A two-panel close-up of small white alphabet tiles laid out on a beige rug. Left panel shows individual letter tiles arranged loosely: d, b, p, qu, ch, r. Right panel shows digraph and trigraph tiles mixed in: er, m, i, sh, o, th, ck, ee, igh.

Coin in hand

I placed the six white digraph robots in a line and put five or six colored word robots in a stack underneath. Thirty in one pass overwhelms the kid and the silver dust ends up across the carpet. Five or six is the right batch size, and you can refill the stack after each round.

I gave the kid a small coin. The kid used the coin to scratch away the surface of the sticker. The rubbing developed fine motor skills and the small hand muscles. After a lot of pressing, the hidden word came through.

The kid sounded out the word and blended the sounds together to read it. They identified the digraph hidden in the word and found its matching robot. They then placed the colored robot above the white digraph robot. They continued the game with another robot.

When a word resists, I cover the digraph again with a strip of tape and ask the kid to sound out the rest first. Then I lift the tape on the digraph last. It reframes the digraph as a single chunk rather than two letters fighting each other.

The kid loved the anticipation of trying to work out the hidden word. With each rub, a little more of the word came through.

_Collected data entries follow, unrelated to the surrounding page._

//! Viewport geometry - scroll position to visible line range
//!
//! A `Viewport` is a snapshot of the editor's scroll state taken when a render
//! is dispatched. All range math happens here and never faults: degenerate
//! geometry (zero line height, negative scroll, stale document height)
//! degrades to a safe range instead.

use std::cell::Cell;
use std::ops::Range;

/// Line height assumed when the caller has not measured one (logical px)
pub const DEFAULT_LINE_HEIGHT: f32 = 20.0;

/// Sentinel range meaning "cannot compute, render everything"
pub const FULL_RENDER_SENTINEL: (usize, usize) = (0, 0);

/// Immutable scroll/size snapshot of the editing surface
#[derive(Debug, Clone)]
pub struct Viewport {
    scroll_x: f32,
    scroll_y: f32,
    width: f32,
    height: f32,
    document_width: f32,
    document_height: f32,
    line_height: f32,
    /// Most recently computed line range (for `is_line_visible`)
    last_range: Cell<Option<(usize, usize)>>,
}

impl Viewport {
    pub fn new(
        scroll_x: f32,
        scroll_y: f32,
        width: f32,
        height: f32,
        document_width: f32,
        document_height: f32,
        line_height: f32,
    ) -> Self {
        Self {
            scroll_x,
            scroll_y,
            width,
            height,
            document_width,
            document_height,
            line_height,
            last_range: Cell::new(None),
        }
    }

    pub fn scroll_x(&self) -> f32 {
        self.scroll_x
    }

    pub fn scroll_y(&self) -> f32 {
        self.scroll_y
    }

    pub fn width(&self) -> f32 {
        self.width
    }

    pub fn height(&self) -> f32 {
        self.height
    }

    pub fn document_width(&self) -> f32 {
        self.document_width
    }

    pub fn document_height(&self) -> f32 {
        self.document_height
    }

    pub fn line_height(&self) -> f32 {
        self.line_height
    }

    /// True when no line range can be derived from this snapshot
    pub fn is_degenerate(&self) -> bool {
        !(self.line_height.is_finite() && self.line_height > 0.0)
    }

    /// Scroll offset used for range math - never negative, never NaN
    pub fn effective_scroll_y(&self) -> f32 {
        if self.scroll_y.is_finite() {
            self.scroll_y.max(0.0)
        } else {
            0.0
        }
    }

    /// Number of lines the document spans, `ceil(document_height / line_height)`
    pub fn document_lines(&self) -> usize {
        if self.is_degenerate() || !self.document_height.is_finite() {
            return 0;
        }
        (self.document_height.max(0.0) / self.line_height).ceil() as usize
    }

    /// Lines a range covers before clamping: visible lines, one partial line,
    /// and `buffer_lines` on each side
    pub fn span_lines(&self, buffer_lines: usize) -> usize {
        if self.is_degenerate() {
            return 0;
        }
        let height = if self.height.is_finite() { self.height.max(0.0) } else { 0.0 };
        let visible_count = (height / self.line_height).ceil() as usize;
        visible_count
            .saturating_add(1)
            .saturating_add(buffer_lines.saturating_mul(2))
    }

    /// Visible line range `[start, end)` widened by `buffer_lines` on both sides
    ///
    /// `end` never passes the last document line. Returns `(0, 0)` when the
    /// line height is not positive.
    pub fn get_visible_line_range(&self, buffer_lines: usize) -> (usize, usize) {
        if self.is_degenerate() {
            self.last_range.set(Some(FULL_RENDER_SENTINEL));
            return FULL_RENDER_SENTINEL;
        }

        let first_visible = (self.effective_scroll_y() / self.line_height).floor() as usize;
        let start = first_visible.saturating_sub(buffer_lines);
        let end = start.saturating_add(self.span_lines(buffer_lines));

        let end = end.min(self.document_lines());
        let start = start.min(end);

        self.last_range.set(Some((start, end)));
        (start, end)
    }

    /// Same as `get_visible_line_range` as a `Range`
    pub fn visible_lines(&self, buffer_lines: usize) -> Range<usize> {
        let (start, end) = self.get_visible_line_range(buffer_lines);
        start..end
    }

    /// Whether `line` falls in the most recently computed range
    pub fn is_line_visible(&self, line: usize) -> bool {
        let (start, end) = match self.last_range.get() {
            Some(range) => range,
            None => self.get_visible_line_range(0),
        };
        line >= start && line < end
    }
}

/// Builds viewports from raw widget values, filling in what callers omit
pub struct ViewportCalculator;

impl ViewportCalculator {
    /// Build a viewport, defaulting the document size to the widget size and
    /// the line height to `DEFAULT_LINE_HEIGHT`
    pub fn calculate_from_values(
        scroll_x: f32,
        scroll_y: f32,
        width: f32,
        height: f32,
        document_height: Option<f32>,
        line_height: Option<f32>,
    ) -> Viewport {
        Viewport::new(
            scroll_x,
            scroll_y,
            width,
            height,
            width,
            document_height.unwrap_or(height),
            line_height.unwrap_or(DEFAULT_LINE_HEIGHT),
        )
    }

    /// Build a viewport for a document of `total_lines` lines
    pub fn for_document(
        scroll_y: f32,
        width: f32,
        height: f32,
        total_lines: usize,
        line_height: f32,
    ) -> Viewport {
        let document_height = if line_height > 0.0 {
            total_lines as f32 * line_height
        } else {
            height
        };
        Self::calculate_from_values(
            0.0,
            scroll_y,
            width,
            height,
            Some(document_height),
            Some(line_height),
        )
    }
}

#[cfg(test)]
mod tests {
    use super::*;

    #[test]
    fn test_range_at_top() {
        let viewport = ViewportCalculator::calculate_from_values(0.0, 0.0, 800.0, 600.0, Some(2000.0), Some(20.0));
        assert_eq!(viewport.get_visible_line_range(0), (0, 31));
        assert_eq!(viewport.get_visible_line_range(10), (0, 51));
    }

    #[test]
    fn test_buffer_shifts_start() {
        let viewport = ViewportCalculator::calculate_from_values(0.0, 1000.0, 800.0, 600.0, Some(20000.0), Some(20.0));
        let (start, end) = viewport.get_visible_line_range(10);
        assert_eq!(start, 40);
        assert_eq!(end, 40 + 30 + 1 + 20);
    }

    #[test]
    fn test_zero_line_height_is_sentinel() {
        let viewport = Viewport::new(0.0, 500.0, 800.0, 600.0, 800.0, 5000.0, 0.0);
        assert_eq!(viewport.get_visible_line_range(10), FULL_RENDER_SENTINEL);
        assert!(viewport.is_degenerate());

        let negative = Viewport::new(0.0, 500.0, 800.0, 600.0, 800.0, 5000.0, -3.0);
        assert_eq!(negative.get_visible_line_range(0), (0, 0));
    }

    #[test]
    fn test_negative_scroll_clamped() {
        let viewport = ViewportCalculator::calculate_from_values(0.0, -100.0, 800.0, 600.0, Some(20000.0), Some(20.0));
        let (start, end) = viewport.get_visible_line_range(5);
        assert_eq!(start, 0);
        assert!(end > 0);
    }

    #[test]
    fn test_end_clamped_to_document() {
        // 10 lines of document, viewport larger than document
        let viewport = ViewportCalculator::calculate_from_values(0.0, 0.0, 800.0, 600.0, Some(200.0), Some(20.0));
        assert_eq!(viewport.get_visible_line_range(10), (0, 10));
        assert!(viewport.is_line_visible(9));
        assert!(!viewport.is_line_visible(10));
    }

    #[test]
    fn test_defaults_for_single_screen_document() {
        let viewport = ViewportCalculator::calculate_from_values(0.0, 0.0, 400.0, 300.0, None, None);
        assert_eq!(viewport.document_height(), 300.0);
        assert_eq!(viewport.line_height(), DEFAULT_LINE_HEIGHT);
        let (start, end) = viewport.get_visible_line_range(0);
        assert_eq!(start, 0);
        assert_eq!(end, 15);
    }

    #[test]
    fn test_scrolled_past_document_is_empty() {
        // Single-screen default height, scrolled well below it
        let viewport = ViewportCalculator::calculate_from_values(0.0, 1000.0, 800.0, 600.0, None, Some(20.0));
        assert_eq!(viewport.get_visible_line_range(10), (30, 30));
        assert!(!viewport.is_line_visible(30));
        assert_eq!(viewport.span_lines(10), 51);
    }

    #[test]
    fn test_is_line_visible_uses_last_range() {
        let viewport = ViewportCalculator::calculate_from_values(0.0, 200.0, 800.0, 100.0, Some(5000.0), Some(20.0));
        assert!(viewport.is_line_visible(10));
        assert!(!viewport.is_line_visible(9));

        viewport.get_visible_line_range(5);
        assert!(viewport.is_line_visible(5));
        assert!(!viewport.is_line_visible(4));
    }
}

Because I made so many robots, the activity lasts for some time. The same setup works for trigraphs (three letters that make one sound) or even split digraphs.

Stretching past the six

The same setup carries through several rounds of phonics practice with small swaps:

  • Trigraphs. Three letters, one sound. Switch the chest letters on the white robots to igh, air, ear, ure. Word list shifts: high, sight, night for igh; pair, hair, stair for air.
  • Split digraphs. The trickier ones where the digraph wraps around a consonant: a_e, i_e, o_e, u_e. Words like cave, slime, hope, cube. The kid scratches the word and then circles the two letters that make the long-vowel sound across the consonant. The robots help slow this step down.
  • Beginning blends. Switch the chest letters to bl, gr, sp, st and pick blend words. The match-the-chunk mechanic carries.
  • Sight words. Same robots, no digraph rule. Sticker covers a tricky high-frequency word (was, the, said, friend), the kid scratches, reads, and reads it aloud three times before scratching the next one.

Keep the scratched-off robots in a small tray after the session. They store flat, the kid can read them back to a parent or grandparent later in the week, and the activity earns a second round of reading practice with no extra prep.